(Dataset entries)
use cardstore::api::Database;
use cardstore::config::CardsConfig;
use cardstore::error::{CardError, Result};
use cardstore::instance::Connector;
use cardstore::model::{Card, CardPatch, NewCard, Status};
use cardstore::store::fs::FileStore;
use chrono::{DateTime, Utc};
use clap::Parser;
use colored::*;
use directories::ProjectDirs;
use std::path::{Path, PathBuf};
use std::sync::Arc;
use tracing::Level;
use unicode_width::{UnicodeWidthChar, UnicodeWidthStr};

mod args;
use args::{Cli, Commands};

#[tokio::main(flavor = "current_thread")]
async fn main() {
    if let Err(e) = run().await {
        eprintln!("Error: {}", e);
        if matches!(e, CardError::NotReady) {
            eprintln!("No instance configured; run `cards init` first.");
        }
        std::process::exit(1);
    }
}

struct AppContext {
    connector: Connector<FileStore>,
    config: CardsConfig,
    data_dir: PathBuf,
    json: bool,
}

async fn run() -> Result<()> {
    let cli = Cli::parse();
    init_tracing(cli.verbose);
    let mut ctx = init_context(&cli)?;

    match cli.command {
        Commands::Init => handle_init(&mut ctx).await,
        Commands::Instance => handle_instance(&ctx),
        Commands::Add {
            name,
            description,
            status,
        } => {
            let input = NewCard {
                name,
                description,
                status,
            };
            handle_add(&ctx, input).await
        }
        Commands::Get { id } => handle_get(&ctx, &id).await,
        Commands::Update {
            id,
            name,
            description,
            status,
        } => {
            let patch = CardPatch {
                name,
                description,
                status,
            };
            handle_update(&ctx, &id, patch).await
        }
        Commands::Delete { id } => handle_delete(&ctx, &id).await,
        Commands::List { status } => handle_list(&ctx, &status).await,
    }
}

fn init_tracing(verbose: bool) {
    let level = if verbose { Level::DEBUG } else { Level::WARN };
    tracing_subscriber::fmt()
        .with_max_level(level)
        .with_writer(std::io::stderr)
        .with_target(false)
        .init();
}

fn init_context(cli: &Cli) -> Result<AppContext> {
    let data_dir = match &cli.data_dir {
        Some(dir) => dir.clone(),
        None => default_data_dir()?,
    };
    let config = CardsConfig::load(&data_dir)?;
    let store = FileStore::new(&data_dir);
    let connector = Connector::new(Arc::new(store)).with_latency(config.latency());

    Ok(AppContext {
        connector,
        config,
        data_dir,
        json: cli.json,
    })
}

fn default_data_dir() -> Result<PathBuf> {
    ProjectDirs::from("com", "cardstore", "cards")
        .map(|dirs| dirs.data_dir().to_path_buf())
        .ok_or_else(|| CardError::Store("Could not determine data directory".to_string()))
}

/// Reconnects to the instance recorded in the config.
async fn open(ctx: &AppContext) -> Result<Database<FileStore>> {
    let instance_id = ctx.config.instance_id.as_deref().ok_or(CardError::NotReady)?;
    ctx.connector.connect(Some(instance_id)).await
}

async fn handle_init(ctx: &mut AppContext) -> Result<()> {
    let mut db = ctx.connector.connect(None).await?;
    let instance_id = db.instance_id().map(str::to_string);
    db.disconnect()?;

    ctx.config.instance_id = instance_id.clone();
    ctx.config.save(&ctx.data_dir)?;

    let instance_id = instance_id.unwrap_or_default();
    if ctx.json {
        print_json(&serde_json::json!({ "instanceId": instance_id }))?;
    } else {
        println!("{}", format!("Initialized instance {}", instance_id).green());
        println!(
            "{}",
            format!("Store at {} was cleared.", display_path(&ctx.data_dir)).dimmed()
        );
    }
    Ok(())
}

fn handle_instance(ctx: &AppContext) -> Result<()> {
    let instance_id = ctx.config.instance_id.as_deref().ok_or(CardError::NotReady)?;
    if ctx.json {
        print_json(&serde_json::json!({ "instanceId": instance_id }))
    } else {
        println!("{}", instance_id);
        Ok(())
    }
}

async fn handle_add(ctx: &AppContext, input: NewCard) -> Result<()> {
    let mut db = open(ctx).await?;
    let id = db.add_card(input).await?;
    db.disconnect()?;

    if ctx.json {
        print_json(&serde_json::json!({ "id": id }))
    } else {
        println!("{}", id);
        Ok(())
    }
}

async fn handle_get(ctx: &AppContext, id: &str) -> Result<()> {
    let mut db = open(ctx).await?;
    let card = db.get_card_by_id(id).await?;
    db.disconnect()?;

    if ctx.json {
        print_json(&card)
    } else {
        print_full_card(&card);
        Ok(())
    }
}

async fn handle_update(ctx: &AppContext, id: &str, patch: CardPatch) -> Result<()> {
    let mut db = open(ctx).await?;
    let unchanged = patch.is_empty();
    if !unchanged {
        db.update_card_by_id(id, patch).await?;
    }
    let card = db.get_card_by_id(id).await?;
    db.disconnect()?;

    if ctx.json {
        print_json(&card)
    } else if unchanged {
        println!("{}", format!("Nothing to update: {}", card.name).yellow());
        Ok(())
    } else {
        println!("{}", format!("Card updated: {}", card.name).green());
        Ok(())
    }
}

async fn handle_delete(ctx: &AppContext, id: &str) -> Result<()> {
    let mut db = open(ctx).await?;
    db.delete_card_by_id(id).await?;
    db.disconnect()?;

    if ctx.json {
        print_json(&serde_json::json!({ "deleted": id }))
    } else {
        println!("{}", format!("Card deleted: {}", id).green());
        Ok(())
    }
}

async fn handle_list(ctx: &AppContext, statuses: &[String]) -> Result<()> {
    let mut db = open(ctx).await?;
    let mut cards = if statuses.is_empty() {
        db.get_cards().await?
    } else {
        db.get_cards_by_status_codes(statuses).await?
    };
    db.disconnect()?;

    // The store returns cards unordered; show oldest first.
    cards.sort_by(|a, b| a.created.cmp(&b.created).then_with(|| a.id.cmp(&b.id)));

    if ctx.json {
        print_json(&cards)
    } else {
        print_cards(&cards);
        Ok(())
    }
}

fn print_json<T: serde::Serialize + ?Sized>(value: &T) -> Result<()> {
    println!("{}", serde_json::to_string_pretty(value)?);
    Ok(())
}

fn display_path(path: &Path) -> String {
    path.display().to_string()
}

const LINE_WIDTH: usize = 100;
const TIME_WIDTH: usize = 16;
const STATUS_WIDTH: usize = 13;
const ID_WIDTH: usize = 10;

fn print_cards(cards: &[Card]) {
    if cards.is_empty() {
        println!("No cards found.");
        return;
    }

    for card in cards {
        let id_str: String = card.id.chars().take(ID_WIDTH - 2).collect();
        let id_str = format!("{:<width$}", id_str, width = ID_WIDTH);

        let status_str = card.status.map(|s| s.code()).unwrap_or("-");
        let status_str = format!("{:<width$}", status_str, width = STATUS_WIDTH);

        let fixed_width = ID_WIDTH + STATUS_WIDTH + TIME_WIDTH;
        let available = LINE_WIDTH.saturating_sub(fixed_width);
        let name_display = truncate_to_width(&card.name, available);
        let padding = available.saturating_sub(name_display.width());

        println!(
            "{}{}{}{}{}",
            id_str.dimmed(),
            color_status(card.status, &status_str),
            name_display,
            " ".repeat(padding),
            format_time_ago(card.last_updated).dimmed()
        );
    }
}

fn print_full_card(card: &Card) {
    println!("{}", card.name.bold());
    println!("--------------------------------");
    println!("id:           {}", card.id);
    let status = card.status.map(|s| s.code()).unwrap_or("-");
    println!(
        "status:       {}",
        color_status(card.status, status)
    );
    if let Some(description) = &card.description {
        println!("description:  {}", description);
    }
    println!("created:      {}", format_timestamp(card.created));
    println!("last updated: {}", format_timestamp(card.last_updated));
}

fn color_status(status: Option<Status>, text: &str) -> ColoredString {
    match status {
        Some(Status::Todo) => text.yellow(),
        Some(Status::InProgress) => text.cyan(),
        Some(Status::Done) => text.green(),
        None => text.dimmed(),
    }
}

fn truncate_to_width(s: &str, max_width: usize) -> String {
    let mut result = String::new();
    let mut current_width = 0;

    for c in s.chars() {
        let char_width = c.width().unwrap_or(0);
        if current_width + char_width > max_width.saturating_sub(1) {
            result.push('…');
            return result;
        }
        result.push(c);
        current_width += char_width;
    }

    result
}

fn format_timestamp(millis: i64) -> String {
    DateTime::<Utc>::from_timestamp_millis(millis)
        .map(|dt| dt.format("%Y-%m-%d %H:%M:%S UTC").to_string())
        .unwrap_or_else(|| millis.to_string())
}

fn format_time_ago(millis: i64) -> String {
    let elapsed = Utc::now().timestamp_millis().saturating_sub(millis).max(0);
    let formatter = timeago::Formatter::new();
    let time_str = formatter.convert(std::time::Duration::from_millis(elapsed as u64));
    format!("{:>width$}", time_str, width = TIME_WIDTH)
}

**What you will do:**
Each line above with the string "statuses" should be reported in full.

**Response for this exercise:**
async fn handle_list(ctx: &AppContext, statuses: &[String]) -> Result<()> {
    let mut cards = if statuses.is_empty() {
        db.get_cards_by_status_codes(statuses).await?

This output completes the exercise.